Start of Block
//! Rate-limited batch scheduler
//!
//! Candidates are cut into batches of `batch_size`. At most
//! `max_concurrent_batches` batches are in flight; the chunks of one batch
//! run concurrently. A batch keeps its slot through the inter-batch delay
//! (plus the cooldown when it saw throttling), which bounds throughput at
//! `max_concurrent_batches * batch_size` chunks per batch window.

use super::budget::Budget;
use super::ChunkError;
use crate::graph::ChunkId;
use crate::storage::CommitOutcome;
use std::future::Future;
use std::sync::Arc;
use std::time::Duration;
use tokio::sync::Semaphore;
use tokio::task::JoinSet;

#[derive(Debug, Clone, Copy, PartialEq, Eq)]
pub struct SchedulerSettings {
    pub batch_size: usize,
    pub max_concurrent_batches: usize,
    pub inter_batch_delay: Duration,
    pub rate_limit_cooldown: Duration,
}

impl Default for SchedulerSettings {
    fn default() -> Self {
        Self {
            batch_size: 10,
            max_concurrent_batches: 2,
            inter_batch_delay: Duration::from_secs(1),
            rate_limit_cooldown: Duration::from_secs(5),
        }
    }
}

/// Outcome of processing one chunk
#[derive(Debug)]
pub struct ChunkReport {
    pub chunk_id: ChunkId,
    pub result: Result<CommitOutcome, ChunkError>,
    /// The extractor signalled throttling while this chunk ran
    pub rate_limited: bool,
}

/// Everything one scheduling pass produced
#[derive(Debug, Default)]
pub struct ScheduleReport {
    pub reports: Vec<ChunkReport>,
    pub batches: usize,
    /// Candidates never started because the budget ran out
    pub deferred: usize,
}

pub struct BatchScheduler {
    settings: SchedulerSettings,
}

impl BatchScheduler {
    pub fn new(settings: SchedulerSettings) -> Self {
        Self {
            settings: SchedulerSettings {
                batch_size: settings.batch_size.max(1),
                max_concurrent_batches: settings.max_concurrent_batches.max(1),
                ..settings
            },
        }
    }

    pub fn settings(&self) -> &SchedulerSettings {
        &self.settings
    }

    /// Process `candidates` in batches, drawing from `budget`.
    ///
    /// Returns once every started batch has finished. Candidates left over
    /// when the budget is exhausted are counted as deferred.
    pub async fn run<F, Fut>(&self, candidates: Vec<ChunkId>, budget: &Budget, process: F) -> ScheduleReport
    where
        F: Fn(ChunkId) -> Fut + Send + Sync + 'static,
        Fut: Future<Output = ChunkReport> + Send + 'static,
    {
        let process = Arc::new(process);
        let slots = Arc::new(Semaphore::new(self.settings.max_concurrent_batches));
        let mut batches = JoinSet::new();
        let mut report = ScheduleReport::default();
        let mut cursor = 0;

        while cursor < candidates.len() {
            // Wait for a free slot before reserving, so reservations never sit idle
            let Ok(permit) = Arc::clone(&slots).acquire_owned().await else {
                break;
            };

            let wanted = self.settings.batch_size.min(candidates.len() - cursor);
            let granted = budget.try_reserve(wanted as u64) as usize;
            if granted == 0 {
                tracing::info!(
                    remaining_candidates = candidates.len() - cursor,
                    cancelled = budget.is_cancelled(),
                    "Budget exhausted, no new batches"
                );
                break;
            }

            let batch: Vec<ChunkId> = candidates[cursor..cursor + granted].to_vec();
            cursor += granted;
            report.batches += 1;
            let batch_number = report.batches;
            tracing::debug!(batch = batch_number, chunks = batch.len(), "Starting batch");

            let process = Arc::clone(&process);
            let settings = self.settings;
            batches.spawn(async move {
                let handles: Vec<_> = batch
                    .into_iter()
                    .map(|chunk_id| {
                        let task = tokio::spawn((*process)(chunk_id.clone()));
                        (chunk_id, task)
                    })
                    .collect();

                let mut reports = Vec::with_capacity(handles.len());
                for (chunk_id, task) in handles {
                    match task.await {
                        Ok(chunk_report) => reports.push(chunk_report),
                        Err(e) => {
                            tracing::error!(chunk_id = %chunk_id, error = %e, "Chunk task aborted");
                            reports.push(ChunkReport {
                                chunk_id,
                                result: Err(ChunkError::Aborted(e.to_string())),
                                rate_limited: false,
                            });
                        }
                    }
                }

                let throttled = reports.iter().any(|r| r.rate_limited);
                let mut pause = settings.inter_batch_delay;
                if throttled {
                    pause += settings.rate_limit_cooldown;
                    tracing::warn!(
                        batch = batch_number,
                        cooldown_ms = settings.rate_limit_cooldown.as_millis() as u64,
                        "Rate limit observed, cooling down"
                    );
                }
                if !pause.is_zero() {
                    tokio::time::sleep(pause).await;
                }
                drop(permit);
                reports
            });
        }

        report.deferred = candidates.len() - cursor;

        while let Some(joined) = batches.join_next().await {
            match joined {
                Ok(reports) => report.reports.extend(reports),
                Err(e) => tracing::error!(error = %e, "Batch task aborted"),
            }
        }

        report
    }
}

#[cfg(test)]
mod tests {
    use super::*;
    use std::sync::atomic::{AtomicUsize, Ordering};

    fn ids(n: usize) -> Vec<ChunkId> {
        (0..n).map(|i| format!("c{}", i)).collect()
    }

    fn settings(batch_size: usize, max_concurrent_batches: usize) -> SchedulerSettings {
        SchedulerSettings {
            batch_size,
            max_concurrent_batches,
            inter_batch_delay: Duration::ZERO,
            rate_limit_cooldown: Duration::ZERO,
        }
    }

    fn ok_report(chunk_id: ChunkId) -> ChunkReport {
        ChunkReport {
            chunk_id,
            result: Ok(CommitOutcome::default()),
            rate_limited: false,
        }
    }

    #[tokio::test]
    async fn processes_every_candidate_within_budget() {
        let scheduler = BatchScheduler::new(settings(3, 2));
        let budget = Budget::new(100);

        let report = scheduler
            .run(ids(10), &budget, |id| async move { ok_report(id) })
            .await;

        assert_eq!(report.reports.len(), 10);
        assert_eq!(report.batches, 4);
        assert_eq!(report.deferred, 0);
        assert_eq!(budget.used(), 10);
    }

    #[tokio::test]
    async fn stops_at_budget_and_defers_rest() {
        let scheduler = BatchScheduler::new(settings(2, 1));
        let budget = Budget::new(3);

        let report = scheduler
            .run(ids(10), &budget, |id| async move { ok_report(id) })
            .await;

        assert_eq!(report.reports.len(), 3);
        assert_eq!(report.deferred, 7);
        assert_eq!(report.batches, 2);
        let mut done: Vec<_> = report.reports.iter().map(|r| r.chunk_id.clone()).collect();
        done.sort();
        assert_eq!(done, vec!["c0", "c1", "c2"]);
    }

    #[tokio::test(flavor = "multi_thread", worker_threads = 4)]
    async fn never_exceeds_concurrency_ceiling() {
        let scheduler = BatchScheduler::new(settings(3, 2));
        let budget = Budget::new(100);
        let in_flight = Arc::new(AtomicUsize::new(0));
        let peak = Arc::new(AtomicUsize::new(0));

        let (in_flight_c, peak_c) = (Arc::clone(&in_flight), Arc::clone(&peak));
        let report = scheduler
            .run(ids(20), &budget, move |id| {
                let in_flight = Arc::clone(&in_flight_c);
                let peak = Arc::clone(&peak_c);
                async move {
                    let now = in_flight.fetch_add(1, Ordering::SeqCst) + 1;
                    peak.fetch_max(now, Ordering::SeqCst);
                    tokio::time::sleep(Duration::from_millis(5)).await;
                    in_flight.fetch_sub(1, Ordering::SeqCst);
                    ok_report(id)
                }
            })
            .await;

        assert_eq!(report.reports.len(), 20);
        assert!(peak.load(Ordering::SeqCst) <= 6);
        assert!(peak.load(Ordering::SeqCst) >= 1);
    }

    #[tokio::test]
    async fn panicking_chunk_is_reported_as_aborted() {
        let scheduler = BatchScheduler::new(settings(4, 1));
        let budget = Budget::new(4);

        let report = scheduler
            .run(ids(4), &budget, |id| async move {
                if id == "c2" {
                    panic!("extractor bug");
                }
                ok_report(id)
            })
            .await;

        assert_eq!(report.reports.len(), 4);
        let aborted: Vec<_> = report.reports.iter().filter(|r| r.result.is_err()).collect();
        assert_eq!(aborted.len(), 1);
        assert_eq!(aborted[0].chunk_id, "c2");
        assert!(matches!(aborted[0].result, Err(ChunkError::Aborted(_))));
    }

    #[tokio::test]
    async fn cancelled_budget_starts_nothing() {
        let scheduler = BatchScheduler::new(settings(2, 2));
        let token = crate::pipeline::CancellationToken::new();
        token.cancel();
        let budget = Budget::new(10).with_cancellation(token);

        let report = scheduler
            .run(ids(5), &budget, |id| async move { ok_report(id) })
            .await;

        assert!(report.reports.is_empty());
        assert_eq!(report.deferred, 5);
    }

    #[tokio::test(start_paused = true)]
    async fn throttled_batch_holds_slot_through_cooldown() {
        let scheduler = BatchScheduler::new(SchedulerSettings {
            batch_size: 1,
            max_concurrent_batches: 1,
            inter_batch_delay: Duration::from_millis(100),
            rate_limit_cooldown: Duration::from_secs(2),
        });
        let budget = Budget::new(2);
        let started = tokio::time::Instant::now();

        let report = scheduler
            .run(ids(2), &budget, |id| async move {
                ChunkReport {
                    rate_limited: id == "c0",
                    ..ok_report(id)
                }
            })
            .await;

        assert_eq!(report.reports.len(), 2);
        // c0: 100ms + 2s cooldown; c1: 100ms
        assert!(started.elapsed() >= Duration::from_millis(2200));
    }
}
End of Block
TASK ITEM ▸ Scan the listing above, and wherever a line holds the string "permit", copy that line.

ANSWER SECTION ▸
            let Ok(permit) = Arc::clone(&slots).acquire_owned().await else {
                drop(permit);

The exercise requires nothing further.